Exercise goal -
If a line in the entries contains the string "snapshots", include that line in your answer.

[Stored records]
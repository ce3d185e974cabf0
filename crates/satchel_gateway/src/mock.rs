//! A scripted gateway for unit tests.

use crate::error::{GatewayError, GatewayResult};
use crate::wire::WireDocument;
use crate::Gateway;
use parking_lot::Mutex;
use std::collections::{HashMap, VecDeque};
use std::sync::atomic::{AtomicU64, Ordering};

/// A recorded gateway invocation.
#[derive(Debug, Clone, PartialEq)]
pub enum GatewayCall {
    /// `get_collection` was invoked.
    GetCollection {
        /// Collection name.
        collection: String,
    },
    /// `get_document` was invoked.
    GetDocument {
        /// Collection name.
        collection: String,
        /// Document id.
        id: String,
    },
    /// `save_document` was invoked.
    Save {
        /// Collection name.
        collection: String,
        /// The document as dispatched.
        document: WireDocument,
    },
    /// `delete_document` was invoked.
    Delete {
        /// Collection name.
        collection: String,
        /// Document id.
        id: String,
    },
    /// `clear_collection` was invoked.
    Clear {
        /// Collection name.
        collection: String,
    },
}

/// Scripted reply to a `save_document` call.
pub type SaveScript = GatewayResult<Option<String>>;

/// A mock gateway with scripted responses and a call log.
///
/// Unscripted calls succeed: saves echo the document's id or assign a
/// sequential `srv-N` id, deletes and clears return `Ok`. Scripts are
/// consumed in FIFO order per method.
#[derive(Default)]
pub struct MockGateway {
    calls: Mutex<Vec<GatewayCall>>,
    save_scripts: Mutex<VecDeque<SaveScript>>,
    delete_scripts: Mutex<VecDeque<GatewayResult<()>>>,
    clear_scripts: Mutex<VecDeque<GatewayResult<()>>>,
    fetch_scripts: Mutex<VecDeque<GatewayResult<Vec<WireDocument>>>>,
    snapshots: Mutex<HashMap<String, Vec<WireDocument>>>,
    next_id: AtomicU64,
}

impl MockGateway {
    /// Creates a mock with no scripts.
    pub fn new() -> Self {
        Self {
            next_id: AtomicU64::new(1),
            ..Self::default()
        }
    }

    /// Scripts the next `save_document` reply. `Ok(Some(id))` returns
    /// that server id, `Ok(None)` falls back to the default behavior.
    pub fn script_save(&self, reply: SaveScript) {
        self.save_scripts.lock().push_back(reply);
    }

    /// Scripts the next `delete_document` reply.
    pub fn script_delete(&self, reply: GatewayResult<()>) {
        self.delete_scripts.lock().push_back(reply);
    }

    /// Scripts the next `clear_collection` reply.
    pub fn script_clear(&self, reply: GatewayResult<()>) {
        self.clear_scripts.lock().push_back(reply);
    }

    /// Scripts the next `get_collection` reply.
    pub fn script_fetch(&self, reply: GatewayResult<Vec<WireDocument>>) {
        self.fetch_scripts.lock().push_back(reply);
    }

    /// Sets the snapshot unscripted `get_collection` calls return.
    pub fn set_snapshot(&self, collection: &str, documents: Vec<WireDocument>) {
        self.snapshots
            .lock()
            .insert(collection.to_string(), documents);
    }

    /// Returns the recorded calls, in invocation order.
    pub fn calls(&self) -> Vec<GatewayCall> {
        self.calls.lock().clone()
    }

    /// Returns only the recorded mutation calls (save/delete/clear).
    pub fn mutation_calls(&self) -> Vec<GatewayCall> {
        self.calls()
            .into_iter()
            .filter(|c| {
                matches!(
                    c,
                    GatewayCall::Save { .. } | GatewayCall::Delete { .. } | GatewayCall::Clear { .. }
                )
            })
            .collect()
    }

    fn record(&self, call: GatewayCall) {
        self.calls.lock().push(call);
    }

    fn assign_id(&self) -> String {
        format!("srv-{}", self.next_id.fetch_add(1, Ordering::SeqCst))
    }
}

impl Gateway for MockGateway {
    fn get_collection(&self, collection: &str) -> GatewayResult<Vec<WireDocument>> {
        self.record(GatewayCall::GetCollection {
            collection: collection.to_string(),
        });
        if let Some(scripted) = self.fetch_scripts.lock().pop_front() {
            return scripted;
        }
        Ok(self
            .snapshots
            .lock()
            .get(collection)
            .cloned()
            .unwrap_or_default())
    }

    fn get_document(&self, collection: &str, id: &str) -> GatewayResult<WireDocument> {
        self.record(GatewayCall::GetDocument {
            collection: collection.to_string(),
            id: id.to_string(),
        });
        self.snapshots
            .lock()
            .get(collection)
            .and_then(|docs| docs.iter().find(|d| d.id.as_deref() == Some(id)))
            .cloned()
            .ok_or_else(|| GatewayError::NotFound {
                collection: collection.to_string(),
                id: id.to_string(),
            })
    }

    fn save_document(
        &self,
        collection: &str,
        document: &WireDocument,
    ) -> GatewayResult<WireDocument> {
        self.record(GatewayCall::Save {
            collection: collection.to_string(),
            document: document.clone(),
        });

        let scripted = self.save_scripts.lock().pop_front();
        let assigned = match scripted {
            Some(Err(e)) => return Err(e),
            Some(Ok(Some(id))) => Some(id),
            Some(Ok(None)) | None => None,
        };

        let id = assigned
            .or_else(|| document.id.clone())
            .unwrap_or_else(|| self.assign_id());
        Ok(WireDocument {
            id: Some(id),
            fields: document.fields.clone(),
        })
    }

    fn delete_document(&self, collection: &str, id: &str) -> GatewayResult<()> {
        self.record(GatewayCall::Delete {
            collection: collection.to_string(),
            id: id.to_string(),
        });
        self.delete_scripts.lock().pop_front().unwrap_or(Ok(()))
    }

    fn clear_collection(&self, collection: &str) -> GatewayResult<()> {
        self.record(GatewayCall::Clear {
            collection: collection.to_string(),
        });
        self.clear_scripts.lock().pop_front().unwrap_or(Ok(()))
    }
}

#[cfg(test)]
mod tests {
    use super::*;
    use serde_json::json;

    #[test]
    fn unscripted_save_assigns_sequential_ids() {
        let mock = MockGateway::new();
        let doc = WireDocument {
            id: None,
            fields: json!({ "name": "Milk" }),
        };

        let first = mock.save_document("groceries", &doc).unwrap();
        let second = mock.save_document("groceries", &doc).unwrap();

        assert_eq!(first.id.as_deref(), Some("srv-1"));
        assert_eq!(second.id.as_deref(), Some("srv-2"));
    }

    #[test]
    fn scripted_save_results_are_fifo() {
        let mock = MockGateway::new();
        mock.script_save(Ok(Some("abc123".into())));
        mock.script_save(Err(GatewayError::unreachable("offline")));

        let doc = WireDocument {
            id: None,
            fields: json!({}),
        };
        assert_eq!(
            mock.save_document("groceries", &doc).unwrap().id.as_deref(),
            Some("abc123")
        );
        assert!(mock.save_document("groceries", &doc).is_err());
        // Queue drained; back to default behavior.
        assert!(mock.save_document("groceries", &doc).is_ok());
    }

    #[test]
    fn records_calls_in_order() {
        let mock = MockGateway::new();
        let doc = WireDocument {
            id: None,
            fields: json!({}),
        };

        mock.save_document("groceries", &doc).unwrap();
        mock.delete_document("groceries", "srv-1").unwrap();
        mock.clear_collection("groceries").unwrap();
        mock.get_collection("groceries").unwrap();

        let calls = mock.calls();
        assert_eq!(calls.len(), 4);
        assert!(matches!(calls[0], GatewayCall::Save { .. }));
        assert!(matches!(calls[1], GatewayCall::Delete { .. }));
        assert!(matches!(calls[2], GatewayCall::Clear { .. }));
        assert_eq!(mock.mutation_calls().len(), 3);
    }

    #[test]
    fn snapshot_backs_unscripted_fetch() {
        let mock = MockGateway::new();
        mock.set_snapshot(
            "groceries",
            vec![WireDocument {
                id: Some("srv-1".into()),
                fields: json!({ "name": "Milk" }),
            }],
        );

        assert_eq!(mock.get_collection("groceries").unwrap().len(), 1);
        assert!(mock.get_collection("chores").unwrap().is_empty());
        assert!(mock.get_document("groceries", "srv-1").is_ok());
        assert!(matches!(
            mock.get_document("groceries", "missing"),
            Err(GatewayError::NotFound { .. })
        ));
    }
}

Solution to this problem -
    snapshots: Mutex<HashMap<String, Vec<WireDocument>>>,
        self.snapshots
            .snapshots
        self.snapshots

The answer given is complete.